Introduction: Orthopaedic surgery is one of the most cited specialties among legal claims. Malpractice lawsuits are financially burdensome, increase defensive practices, and incur a notable emotional toll on defendants. We sought to determine the effect of malpractice lawsuits on professional well-being and self-reported medical errors among orthopaedic surgeons.
Methods: We surveyed 305 members of the American Orthopaedic Association to collect information on experiences with medical malpractice lawsuits, demographic and practice characteristics, professional well-being on the Professional Fulfillment Index, and self-reported medical errors. Multivariable logistic regression identified predictors of malpractice lawsuits, professional well-being, and self-reported medical errors.
Results: Seventy-three percent (224 of 305) respondents had been involved in a medical malpractice lawsuit. The odds of experiencing a malpractice lawsuit increased by seven percent with each year in practice (OR = 1.07, 95% CI: 1.04 to 1.10, P < 0.001) and with specialization in spine surgery. Respondents with a lawsuit in 2 years before the survey reported comparable professional well-being and medical error rates with those without a lawsuit. However, compared with respondents without a lawsuit, respondents with a lawsuit more than 2 years in the past were less likely to report burnout (OR = 0.43, 95% CI: 0.20 to 0.90, P = 0.03) and more likely to report a medical error in the past year, which resulted in patient harm (OR = 3.51, 95% CI: 1.39 to 8.91, P = 0.008).

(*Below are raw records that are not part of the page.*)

//! Caller Identity Verification
//!
//! Every state-mutating call carries an [`OwnerProof`]: an ed25519 signature by
//! the claimed identity over the digest of the exact operation being requested.

use sha2::{Digest, Sha256};
use solana_sdk::pubkey::Pubkey;
use solana_sdk::signature::{Keypair, Signature, Signer};

use crate::types::StakerId;

/// Domain prefix for operation digests
const INTENT_DOMAIN: &[u8] = b"stakepool:intent:v1";

/// An operation a caller asks to perform
#[derive(Debug, Clone, PartialEq, Eq)]
pub enum Intent {
    Initialize {
        pool: Pubkey,
        mint: Pubkey,
        vault: Pubkey,
    },
    Deposit {
        pool: Pubkey,
        amount: u64,
        funding: Pubkey,
    },
    Withdraw {
        pool: Pubkey,
        staker: StakerId,
        destination: Pubkey,
    },
}

impl Intent {
    /// SHA-256 digest the caller signs
    pub fn message(&self) -> [u8; 32] {
        let mut hasher = Sha256::new();
        hasher.update(INTENT_DOMAIN);

        match self {
            Intent::Initialize { pool, mint, vault } => {
                hasher.update([0u8]);
                hasher.update(pool.as_ref());
                hasher.update(mint.as_ref());
                hasher.update(vault.as_ref());
            }
            Intent::Deposit {
                pool,
                amount,
                funding,
            } => {
                hasher.update([1u8]);
                hasher.update(pool.as_ref());
                hasher.update(amount.to_le_bytes());
                hasher.update(funding.as_ref());
            }
            Intent::Withdraw {
                pool,
                staker,
                destination,
            } => {
                hasher.update([2u8]);
                hasher.update(pool.as_ref());
                hasher.update(staker.as_uuid().as_bytes());
                hasher.update(destination.as_ref());
            }
        }

        hasher.finalize().into()
    }
}

/// Signature by `signer` over an intent digest
#[derive(Debug, Clone, PartialEq, Eq)]
pub struct OwnerProof {
    pub signer: Pubkey,
    pub signature: Signature,
}

impl OwnerProof {
    pub fn sign(keypair: &Keypair, intent: &Intent) -> Self {
        Self {
            signer: keypair.pubkey(),
            signature: keypair.sign_message(&intent.message()),
        }
    }
}

/// Confirms a caller controls the identity it claims
pub trait IdentityVerifier: Send + Sync {
    fn verify(&self, claimed: &Pubkey, proof: &OwnerProof, intent: &Intent)
        -> Result<(), IdentityError>;
}

/// Ed25519 signature verifier
#[derive(Debug, Clone, Copy, Default)]
pub struct SignatureVerifier;

impl IdentityVerifier for SignatureVerifier {
    fn verify(
        &self,
        claimed: &Pubkey,
        proof: &OwnerProof,
        intent: &Intent,
    ) -> Result<(), IdentityError> {
        if proof.signer != *claimed {
            return Err(IdentityError::SignerMismatch {
                claimed: *claimed,
                signer: proof.signer,
            });
        }

        if !proof
            .signature
            .verify(claimed.as_ref(), &intent.message())
        {
            return Err(IdentityError::InvalidSignature(*claimed));
        }

        Ok(())
    }
}

/// Identity verification errors
#[derive(Debug, thiserror::Error)]
pub enum IdentityError {
    #[error("proof signed by {signer}, caller claims {claimed}")]
    SignerMismatch { claimed: Pubkey, signer: Pubkey },

    #[error("signature does not verify for {0}")]
    InvalidSignature(Pubkey),
}

#[cfg(test)]
mod tests {
    use super::*;

    fn deposit_intent(amount: u64) -> Intent {
        Intent::Deposit {
            pool: Pubkey::new_from_array([1; 32]),
            amount,
            funding: Pubkey::new_from_array([2; 32]),
        }
    }

    #[test]
    fn test_valid_signature() {
        let keypair = Keypair::new();
        let intent = deposit_intent(10);
        let proof = OwnerProof::sign(&keypair, &intent);

        assert!(SignatureVerifier
            .verify(&keypair.pubkey(), &proof, &intent)
            .is_ok());
    }

    #[test]
    fn test_proof_bound_to_intent() {
        let keypair = Keypair::new();
        let proof = OwnerProof::sign(&keypair, &deposit_intent(10));

        let result = SignatureVerifier.verify(&keypair.pubkey(), &proof, &deposit_intent(11));
        assert!(matches!(result, Err(IdentityError::InvalidSignature(_))));
    }

    #[test]
    fn test_claimed_identity_must_sign() {
        let keypair = Keypair::new();
        let intent = deposit_intent(10);
        let proof = OwnerProof::sign(&keypair, &intent);

        let impostor = Keypair::new().pubkey();
        let result = SignatureVerifier.verify(&impostor, &proof, &intent);
        assert!(matches!(result, Err(IdentityError::SignerMismatch { .. })));
    }

    #[test]
    fn test_intent_kinds_have_distinct_digests() {
        let pool = Pubkey::new_unique();
        let other = Pubkey::new_unique();
        let init = Intent::Initialize {
            pool,
            mint: other,
            vault: other,
        };
        let withdraw = Intent::Withdraw {
            pool,
            staker: StakerId::new(),
            destination: other,
        };
        assert_ne!(init.message(), withdraw.message());
    }
}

Discussion: While malpractice lawsuits negatively affect professional well-being, this effect resolves with time. The effect on medical errors may be more permanent; orthopaedic surgeons who have experienced a lawsuit reported greater rates of medical errors even after these legal issues have been settled. Among orthopaedic surgeons dealing with lawsuits, supportive interventions to protect professional well-being and mitigate the factors which lead to greater medical errors are needed.
Level of evidence: Prognostic Level III.